If you haven’t read Richard Martin’s piece “The Dubious Problem of Bioenergy and Carbon Capture” in the MIT Technology Review, I recommend you find some time to do so. The title alone may cause discomfort, setting you up for a defensive read. But take heart, the targeted scope of Martin’s discussion of only bioenergy plus carbon capture and storage (BECCS) leaves out much of the burgeoning research and commercialization efforts of the solar fuels community.
Smart, knowledgeable people have made technology projections since the beginning of time, using the best facts and research available to them. Based on what we know today, Martin’s points are certainly sensible. However, how can we take breakthroughs into account in one’s projections and calculations? The definition of a “breakthrough” is a sudden (perhaps unpredicted) discovery of great importance, and sometimes we just don’t know what might happen. Take something as ubiquitous today as cars:
“The actual building of roads devoted to motor cars is not for the near future, in spite of many rumors to that effect.” Harper’s Weekly (1902)
“That the automobile has practically reached the limit of its development is suggested by the fact that during the past year no improvements of a radical nature have been introduced.” Scientific American (1909)
We can find many other examples of where the staying power of a technology or breakthroughs allowing for mass adoption (or pivoting) were simply impossible to predict.
Martin’s piece concludes that widespread implementation of biomass as a carbon neutral energy solution is flawed, and that biomass technologies are not going to be able to solve the CO2 issue.

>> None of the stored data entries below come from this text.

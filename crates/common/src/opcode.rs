//! Opcode definitions for the Rill instruction set.
//!
//! The instruction set is closed: every opcode is a variant here, carrying
//! its fixed argument arity. Opcode names are resolved once, when the
//! program is loaded, never re-derived from a string during execution.

/// Identifies the operation an instruction performs.
#[derive(Debug, Clone, Copy, PartialEq, Eq, Hash)]
pub enum Opcode {
    // Data movement
    /// Copy a symbol's value into a variable.
    Move,

    // Frame management
    /// Replace the temporary frame with a new empty frame.
    CreateFrame,
    /// Move the temporary frame onto the local-frame stack.
    PushFrame,
    /// Move the top local frame back into the temporary slot.
    PopFrame,

    // Declaration
    /// Declare a new, uninitialized variable.
    DefVar,

    // Call & return
    /// Save the current order on the call stack and jump to a label.
    Call,
    /// Pop the call stack and resume after the saved order.
    Return,

    // Data stack
    /// Push a symbol's value onto the data stack.
    Pushs,
    /// Pop the data stack into a variable.
    Pops,

    // Arithmetic
    /// Integer addition.
    Add,
    /// Integer subtraction.
    Sub,
    /// Integer multiplication.
    Mul,
    /// Integer division, truncating toward zero. Division by zero is a
    /// runtime error.
    Idiv,

    // Relational
    /// Less-than comparison into a boolean variable.
    Lt,
    /// Greater-than comparison into a boolean variable.
    Gt,
    /// Equality comparison into a boolean variable.
    Eq,

    // Boolean
    /// Logical conjunction.
    And,
    /// Logical disjunction.
    Or,
    /// Logical negation.
    Not,

    // Conversion
    /// Character from an integer codepoint.
    Int2Char,
    /// Integer codepoint of a character at an index.
    Stri2Int,

    // Input & output
    /// Read a value of a named type from the input source.
    Read,
    /// Write a symbol's value to the output channel.
    Write,

    // Strings
    /// String concatenation.
    Concat,
    /// String length.
    StrLen,
    /// Single character at an index.
    GetChar,
    /// Replace the character at an index.
    SetChar,

    // Typing
    /// Store a symbol's type name as a string.
    Type,

    // Control flow
    /// Define a program point. No-op at execution time.
    Label,
    /// Unconditional jump to a label.
    Jump,
    /// Jump to a label if two symbols compare equal.
    JumpIfEq,
    /// Jump to a label if two symbols compare unequal.
    JumpIfNeq,
    /// Terminate the run with an exit code in 0-9.
    Exit,

    // Debugging
    /// Write a symbol's value to the diagnostic channel.
    Dprint,
    /// Write interpreter state to the diagnostic channel.
    Break,
}

/// All opcodes, in definition order. Useful for exhaustive testing.
pub const ALL_OPCODES: [Opcode; 35] = [
    Opcode::Move,
    Opcode::CreateFrame,
    Opcode::PushFrame,
    Opcode::PopFrame,
    Opcode::DefVar,
    Opcode::Call,
    Opcode::Return,
    Opcode::Pushs,
    Opcode::Pops,
    Opcode::Add,
    Opcode::Sub,
    Opcode::Mul,
    Opcode::Idiv,
    Opcode::Lt,
    Opcode::Gt,
    Opcode::Eq,
    Opcode::And,
    Opcode::Or,
    Opcode::Not,
    Opcode::Int2Char,
    Opcode::Stri2Int,
    Opcode::Read,
    Opcode::Write,
    Opcode::Concat,
    Opcode::StrLen,
    Opcode::GetChar,
    Opcode::SetChar,
    Opcode::Type,
    Opcode::Label,
    Opcode::Jump,
    Opcode::JumpIfEq,
    Opcode::JumpIfNeq,
    Opcode::Exit,
    Opcode::Dprint,
    Opcode::Break,
];

impl Opcode {
    /// Returns the source mnemonic for this opcode.
    pub fn mnemonic(&self) -> &'static str {
        match self {
            Opcode::Move => "MOVE",
            Opcode::CreateFrame => "CREATEFRAME",
            Opcode::PushFrame => "PUSHFRAME",
            Opcode::PopFrame => "POPFRAME",
            Opcode::DefVar => "DEFVAR",
            Opcode::Call => "CALL",
            Opcode::Return => "RETURN",
            Opcode::Pushs => "PUSHS",
            Opcode::Pops => "POPS",
            Opcode::Add => "ADD",
            Opcode::Sub => "SUB",
            Opcode::Mul => "MUL",
            Opcode::Idiv => "IDIV",
            Opcode::Lt => "LT",
            Opcode::Gt => "GT",
            Opcode::Eq => "EQ",
            Opcode::And => "AND",
            Opcode::Or => "OR",
            Opcode::Not => "NOT",
            Opcode::Int2Char => "INT2CHAR",
            Opcode::Stri2Int => "STRI2INT",
            Opcode::Read => "READ",
            Opcode::Write => "WRITE",
            Opcode::Concat => "CONCAT",
            Opcode::StrLen => "STRLEN",
            Opcode::GetChar => "GETCHAR",
            Opcode::SetChar => "SETCHAR",
            Opcode::Type => "TYPE",
            Opcode::Label => "LABEL",
            Opcode::Jump => "JUMP",
            Opcode::JumpIfEq => "JUMPIFEQ",
            Opcode::JumpIfNeq => "JUMPIFNEQ",
            Opcode::Exit => "EXIT",
            Opcode::Dprint => "DPRINT",
            Opcode::Break => "BREAK",
        }
    }

    /// Returns the fixed argument arity of this opcode.
    pub fn arity(&self) -> usize {
        match self {
            Opcode::CreateFrame
            | Opcode::PushFrame
            | Opcode::PopFrame
            | Opcode::Return
            | Opcode::Break => 0,

            Opcode::DefVar
            | Opcode::Call
            | Opcode::Pushs
            | Opcode::Pops
            | Opcode::Write
            | Opcode::Label
            | Opcode::Jump
            | Opcode::Exit
            | Opcode::Dprint => 1,

            Opcode::Move
            | Opcode::Not
            | Opcode::Int2Char
            | Opcode::Read
            | Opcode::StrLen
            | Opcode::Type => 2,

            Opcode::Add
            | Opcode::Sub
            | Opcode::Mul
            | Opcode::Idiv
            | Opcode::Lt
            | Opcode::Gt
            | Opcode::Eq
            | Opcode::And
            | Opcode::Or
            | Opcode::Stri2Int
            | Opcode::Concat
            | Opcode::GetChar
            | Opcode::SetChar
            | Opcode::JumpIfEq
            | Opcode::JumpIfNeq => 3,
        }
    }

    /// Looks up an opcode by mnemonic, case-insensitively.
    pub fn from_mnemonic(name: &str) -> Option<Opcode> {
        let upper = name.to_ascii_uppercase();
        ALL_OPCODES.iter().find(|op| op.mnemonic() == upper).copied()
    }
}

#[cfg(test)]
mod tests {
    use super::*;

    #[test]
    fn all_opcodes_count() {
        assert_eq!(ALL_OPCODES.len(), 35);
    }

    #[test]
    fn mnemonic_roundtrip() {
        for &op in &ALL_OPCODES {
            assert_eq!(Opcode::from_mnemonic(op.mnemonic()), Some(op));
        }
    }

    #[test]
    fn lookup_is_case_insensitive() {
        assert_eq!(Opcode::from_mnemonic("move"), Some(Opcode::Move));
        assert_eq!(Opcode::from_mnemonic("Defvar"), Some(Opcode::DefVar));
        assert_eq!(Opcode::from_mnemonic("jumpifeq"), Some(Opcode::JumpIfEq));
    }

    #[test]
    fn unknown_mnemonic_rejected() {
        assert_eq!(Opcode::from_mnemonic("FROBNICATE"), None);
        assert_eq!(Opcode::from_mnemonic(""), None);
    }

    #[test]
    fn arities() {
        assert_eq!(Opcode::CreateFrame.arity(), 0);
        assert_eq!(Opcode::Write.arity(), 1);
        assert_eq!(Opcode::Move.arity(), 2);
        assert_eq!(Opcode::JumpIfNeq.arity(), 3);
        for &op in &ALL_OPCODES {
            assert!(op.arity() <= 3, "unexpected arity for {op:?}");
        }
    }

    #[test]
    fn mnemonics_are_uppercase() {
        for &op in &ALL_OPCODES {
            let m = op.mnemonic();
            assert!(!m.is_empty());
            assert_eq!(m, m.to_uppercase());
        }
    }
}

Acknowledging that the CO2 captured from the atmosphere by plants is the only CO2 emitted upon combustion, Martin points out that the CO2 costs of cultivation, harvesting, and transportation to the power plant are not offset. Additionally, he directs readers to the termination of two major efforts at developing BECCS plants.
Early in the article Martin brings up some very interesting points. First, negative emissions are essential to achieving the goals of the Paris agreement. Second, 101 of the 116 scenarios put forth by the IPCC include some form of negative emissions. While the majority of carbon capture technologies are currently focused on capture and storage, there are some emerging technologies looking at carbon capture and utilization, instead of storing the CO2 in underground “aquifers,” as proposed by Martin, the CO2 is converted into a commodity chemical or a fuel. In June Roman Kilisek discussed “storage vs utilization” in a piece for Breaking Energy, and it does a good job of discussing the differences between the two technologies an where they both were in early/mid 2015.
Carbon utilization is essential to successfully reducing CO2 concentrations in the atmosphere. Creating a market where CO2 is regarded as a feedstock rather than waste is imperative to moving beyond carbon neutrality.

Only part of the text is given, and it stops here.